TUESDAY, Aug. 17, 2021 (HealthDay News) — Infected babies and toddlers are more likely to spread COVID-19 to others in their homes than teens are, a new study indicates.
It also found that very young children are less likely than teens to actually bring the virus into their homes, The New York Times reported.
Researchers from Public Health Ontario in Canada analyzed data on positive coronavirus tests and COVID-19 cases in the province between June 1 and Dec. 31, 2020. They identified more than 6,200 households in which the first person to get infected was younger than 18.
They then looked for other cases in those homes in the two weeks after the first child tested positive and found that 27.3% of the children infected at least one other person in the household.
Teens accounted for 38% of all first cases in households, compared with 12% of children aged 3 or younger. But the risk of transmission to other household members was 40% higher when the first infected child was 3 or younger than when they were aged 14 to 17, the Times reported.

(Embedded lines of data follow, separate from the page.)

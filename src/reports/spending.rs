//! Spending Report
//!
//! Spending by category for one period, largest first.

use std::io::Write;

use crate::config::settings::Settings;
use crate::display::{format_bar, format_percentage, separator};
use crate::engine::LedgerSummary;
use crate::error::LedgerResult;
use crate::models::{ExpenseCategory, Money, Period};

/// Spending in a single category
#[derive(Debug, Clone)]
pub struct SpendingByCategory {
    pub category: ExpenseCategory,
    pub icon: Option<String>,
    pub total_spending: Money,
    /// Share of total spending, in percent
    pub percentage: f64,
}

/// Spending Report
#[derive(Debug, Clone)]
pub struct SpendingReport {
    pub period: Period,
    /// Categories ordered by spending, largest first; ties keep first-seen order
    pub categories: Vec<SpendingByCategory>,
    pub total_spending: Money,
    pub total_income: Money,
    pub cash_withdrawals: Money,
    currency_symbol: String,
}

impl SpendingReport {
    /// Build a spending report from a period summary
    pub fn generate(summary: &LedgerSummary, settings: &Settings) -> Self {
        let total_spending = summary.combined.expenses;

        let mut categories: Vec<SpendingByCategory> = summary
            .spending_by_category
            .iter()
            .map(|spend| SpendingByCategory {
                category: spend.category.clone(),
                icon: settings.icon_for(&spend.category).map(str::to_string),
                total_spending: spend.amount,
                percentage: spend.amount.percent_of(total_spending).unwrap_or(0.0),
            })
            .collect();

        // Stable, so equal amounts stay in first-seen order
        categories.sort_by(|a, b| b.total_spending.cmp(&a.total_spending));

        Self {
            period: summary.period,
            categories,
            total_spending,
            total_income: summary.combined.income,
            cash_withdrawals: summary.combined.cash_withdrawals,
            currency_symbol: settings.currency_symbol.clone(),
        }
    }

    /// Format the report for terminal display
    pub fn format_terminal(&self) -> String {
        let symbol = &self.currency_symbol;
        let mut output = String::new();

        output.push_str(&format!(
            "Spending Report: {} to {}\n",
            self.period.start(),
            self.period.end()
        ));
        output.push_str(&separator(70));
        output.push('\n');
        output.push_str(&format!(
            "Total Spending: {}\n",
            self.total_spending.format_with_symbol(symbol)
        ));
        output.push_str(&format!(
            "Total Income: {}\n",
            self.total_income.format_with_symbol(symbol)
        ));
        output.push_str(&format!(
            "Cash Withdrawals: {}\n\n",
            self.cash_withdrawals.format_with_symbol(symbol)
        ));

        if self.categories.is_empty() {
            output.push_str("No spending in this period.\n");
            return output;
        }

        let max = self
            .categories
            .first()
            .map(|c| c.total_spending.cents() as f64)
            .unwrap_or(0.0);

        for category in &self.categories {
            let name = match &category.icon {
                Some(icon) => format!("{} {}", icon, category.category),
                None => category.category.to_string(),
            };
            output.push_str(&format!(
                "{:<30} {:>16} {:>6}  {}\n",
                name,
                category.total_spending.format_with_symbol(symbol),
                format_percentage(category.percentage),
                format_bar(category.total_spending.cents() as f64, max, 20)
            ));
        }

        output
    }

    /// Export the report to CSV format
    pub fn export_csv<W: Write>(&self, writer: W) -> LedgerResult<()> {
        let mut csv = csv::Writer::from_writer(writer);
        let start = self.period.start().to_string();
        let end = self.period.end().to_string();

        csv.write_record(["Start Date", "End Date", "Category", "Amount", "Percentage"])?;
        for category in &self.categories {
            csv.write_record([
                start.clone(),
                end.clone(),
                category.category.to_string(),
                category.total_spending.to_string(),
                format!("{:.2}", category.percentage),
            ])?;
        }
        csv.write_record([
            start,
            end,
            "TOTAL".to_string(),
            self.total_spending.to_string(),
            if self.total_spending.is_positive() {
                "100.00".to_string()
            } else {
                String::new()
            },
        ])?;

        csv.flush()?;
        Ok(())
    }

    /// Get top spending categories
    pub fn top_categories(&self, limit: usize) -> &[SpendingByCategory] {
        &self.categories[..limit.min(self.categories.len())]
    }
}

#[cfg(test)]
mod tests {
    use super::*;
    use crate::engine::{compute_period, Aggregator};
    use crate::models::{Account, Catalog, ExpenseEvent, PaymentMethod};
    use chrono::NaiveDate;

    fn summary(expenses: &[(i64, &str)]) -> LedgerSummary {
        let catalog = Catalog::new(
            ["Bank"],
            ["Groceries", "Rent", "Transport", "Cash Withdrawals"],
            "Cash Withdrawals",
        )
        .unwrap();
        let date = NaiveDate::from_ymd_opt(2025, 1, 15).unwrap();
        let expenses: Vec<ExpenseEvent> = expenses
            .iter()
            .map(|(units, category)| {
                ExpenseEvent::new(
                    Account::new("Bank"),
                    Money::from_units(*units),
                    date,
                    ExpenseCategory::new(*category),
                    None,
                    PaymentMethod::Cash,
                )
                .unwrap()
            })
            .collect();
        Aggregator::new(&catalog).aggregate(compute_period(date), &[], &expenses, &[])
    }

    #[test]
    fn test_generate_spending_report() {
        let report = SpendingReport::generate(
            &summary(&[(50, "Groceries"), (30, "Transport"), (120, "Rent")]),
            &Settings::default(),
        );

        assert_eq!(report.total_spending, Money::from_units(200));
        assert_eq!(report.categories.len(), 3);
        assert_eq!(report.categories[0].category.name(), "Rent");
        assert_eq!(report.categories[0].percentage, 60.0);
        assert_eq!(report.top_categories(2).len(), 2);
        assert_eq!(report.top_categories(10).len(), 3);
    }

    #[test]
    fn test_ties_keep_first_seen_order() {
        let report = SpendingReport::generate(
            &summary(&[(40, "Transport"), (40, "Groceries")]),
            &Settings::default(),
        );
        assert_eq!(report.categories[0].category.name(), "Transport");
        assert_eq!(report.categories[1].category.name(), "Groceries");
    }

    #[test]
    fn test_format_terminal_with_icons() {
        let mut settings = Settings::default();
        settings.category_icons.insert("Rent".into(), "[R]".into());
        let report = SpendingReport::generate(&summary(&[(120, "Rent")]), &settings);

        let output = report.format_terminal();
        assert!(output.contains("Spending Report: 2024-12-27 to 2025-01-26"));
        assert!(output.contains("[R] Rent"));
        assert!(output.contains("100%"));

        let empty = SpendingReport::generate(&summary(&[]), &settings);
        assert!(empty.format_terminal().contains("No spending in this period."));
    }

    #[test]
    fn test_export_csv() {
        let report = SpendingReport::generate(
            &summary(&[(25, "Groceries"), (75, "Rent")]),
            &Settings::default(),
        );
        let mut output = Vec::new();
        report.export_csv(&mut output).unwrap();
        let csv = String::from_utf8(output).unwrap();

        assert!(csv.contains("2024-12-27,2025-01-26,Rent,75.00,75.00"));
        assert!(csv.contains("2024-12-27,2025-01-26,Groceries,25.00,25.00"));
        assert!(csv.contains("TOTAL,100.00,100.00"));
    }
}
//! Audit logging for pocket-ledger
//!
//! Every accepted income, expense and transfer is appended to a line-delimited
//! JSON log, as is every expense refused for insufficient funds.
//!
//! - `AuditEntry`: one log line with timestamp, operation and a snapshot of
//!   the record.
//! - `AuditLogger`: appends entries to the log file and reads them back.

mod entry;
mod logger;

pub use entry::{AuditEntry, EntityType, Operation};
pub use logger::AuditLogger;
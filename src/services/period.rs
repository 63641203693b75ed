//! Period service
//!
//! Resolves user period references ("current", "last", a date, a range)
//! against the configured cycle policy.

use chrono::{Datelike, NaiveDate};

use crate::config::settings::Settings;
use crate::engine::CyclePolicy;
use crate::error::{LedgerError, LedgerResult};
use crate::models::{parse_date, Period};

/// Service for period resolution and navigation
pub struct PeriodService {
    policy: CyclePolicy,
    today: NaiveDate,
}

impl PeriodService {
    pub fn new(settings: &Settings, today: NaiveDate) -> Self {
        Self {
            policy: settings.cycle_policy,
            today,
        }
    }

    pub fn policy(&self) -> CyclePolicy {
        self.policy
    }

    /// The active period, the one containing today
    pub fn current_period(&self) -> Period {
        self.policy.period_containing(self.today)
    }

    pub fn period_for_date(&self, date: NaiveDate) -> Period {
        self.policy.period_containing(date)
    }

    pub fn next_period(&self, period: &Period) -> Period {
        self.policy.next(period)
    }

    pub fn previous_period(&self, period: &Period) -> Period {
        self.policy.previous(period)
    }

    /// Parse a period string or get the current period
    pub fn parse_or_current(&self, period_str: Option<&str>) -> LedgerResult<Period> {
        match period_str {
            Some(s) => self.parse(s),
            None => Ok(self.current_period()),
        }
    }

    /// Parse a period reference
    ///
    /// Formats supported:
    /// - Relative: "current", "now", "this", "last", "previous", "prev", "next"
    /// - A date: "2025-02-03" (the period containing it)
    /// - A month: "2025-02" (the period containing the 1st of that month)
    /// - Date range: "2025-01-01..2025-01-14"
    pub fn parse(&self, s: &str) -> LedgerResult<Period> {
        let s_lower = s.trim().to_lowercase();

        match s_lower.as_str() {
            "current" | "now" | "this" => return Ok(self.current_period()),
            "last" | "previous" | "prev" => {
                return Ok(self.previous_period(&self.current_period()))
            }
            "next" => return Ok(self.next_period(&self.current_period())),
            _ => {}
        }

        if s_lower.contains("..") {
            return Ok(Period::parse(&s_lower)?);
        }

        if let Ok(date) = parse_date(&s_lower) {
            return Ok(self.period_for_date(date));
        }

        if let Some(first) = parse_month(&s_lower) {
            return Ok(self.period_for_date(first));
        }

        Err(LedgerError::Validation(format!(
            "Invalid period: {}. Use current, last, next, YYYY-MM, YYYY-MM-DD or START..END",
            s.trim()
        )))
    }

    /// The `count` periods ending with the current one, oldest first
    pub fn recent_periods(&self, count: usize) -> Vec<Period> {
        let mut periods = Vec::with_capacity(count);
        let mut current = self.current_period();

        for _ in 0..count {
            periods.push(current);
            current = self.previous_period(&current);
        }

        periods.reverse();
        periods
    }

    /// Format a period in a human-friendly way
    pub fn format_period_friendly(&self, period: &Period) -> String {
        let (start, end) = (period.start(), period.end());

        let whole_month = start.day() == 1
            && CyclePolicy::CalendarMonth.period_containing(start).end() == end;
        if whole_month {
            return start.format("%B %Y").to_string();
        }

        if start.year() == end.year() {
            format!("{} - {}", start.format("%b %d"), end.format("%b %d, %Y"))
        } else {
            format!("{} - {}", start.format("%b %d, %Y"), end.format("%b %d, %Y"))
        }
    }

    pub fn is_current(&self, period: &Period) -> bool {
        *period == self.current_period()
    }
}

fn parse_month(s: &str) -> Option<NaiveDate> {
    let (year, month) = s.split_once('-')?;
    if year.len() != 4 || month.is_empty() || month.len() > 2 {
        return None;
    }
    NaiveDate::from_ymd_opt(year.parse().ok()?, month.parse().ok()?, 1)
}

The findings, published Monday in the journal JAMA Pediatrics, may partly be due to the fact that very young children require a great deal of hands-on care and can’t be isolated when they’re ill, experts suggest.
“”People who have parented young toddlers are pretty used to having spit and drool on their shoulder,” said Dr. Susan Coffin, an infectious diseases specialist at Children’s Hospital of Philadelphia. “There’s no getting around that. But using tissues, throwing away tissues, cleaning hands immediately after helping wipe your child’s nose are all things that a parent of a child who’s infected or maybe infected can do to help limit the spread within their household.”
The study doesn’t resolve questions about whether infected children are as contagious as adults and doesn’t point to toddlers as drivers of the pandemic, but it does show that even very young children are playing apart in transmission, the Times said.
It is possible that the youngest children may carry higher levels of virus, or have higher rates of viral shedding, than teenagers, the researchers noted. Although viral load is not the sole predictor of infectiousness, the data suggest that children could be as contagious as adults, the Times reported.
“The key takeaway for me is that it clearly shows that there’s transmission from children occurring in the household. This means we urgently need to think about how we’re going to protect schools when they reopen shortly,” Zoe Hyde, an epidemiologist at the University of Western Australia who was not involved in the research, told the Times.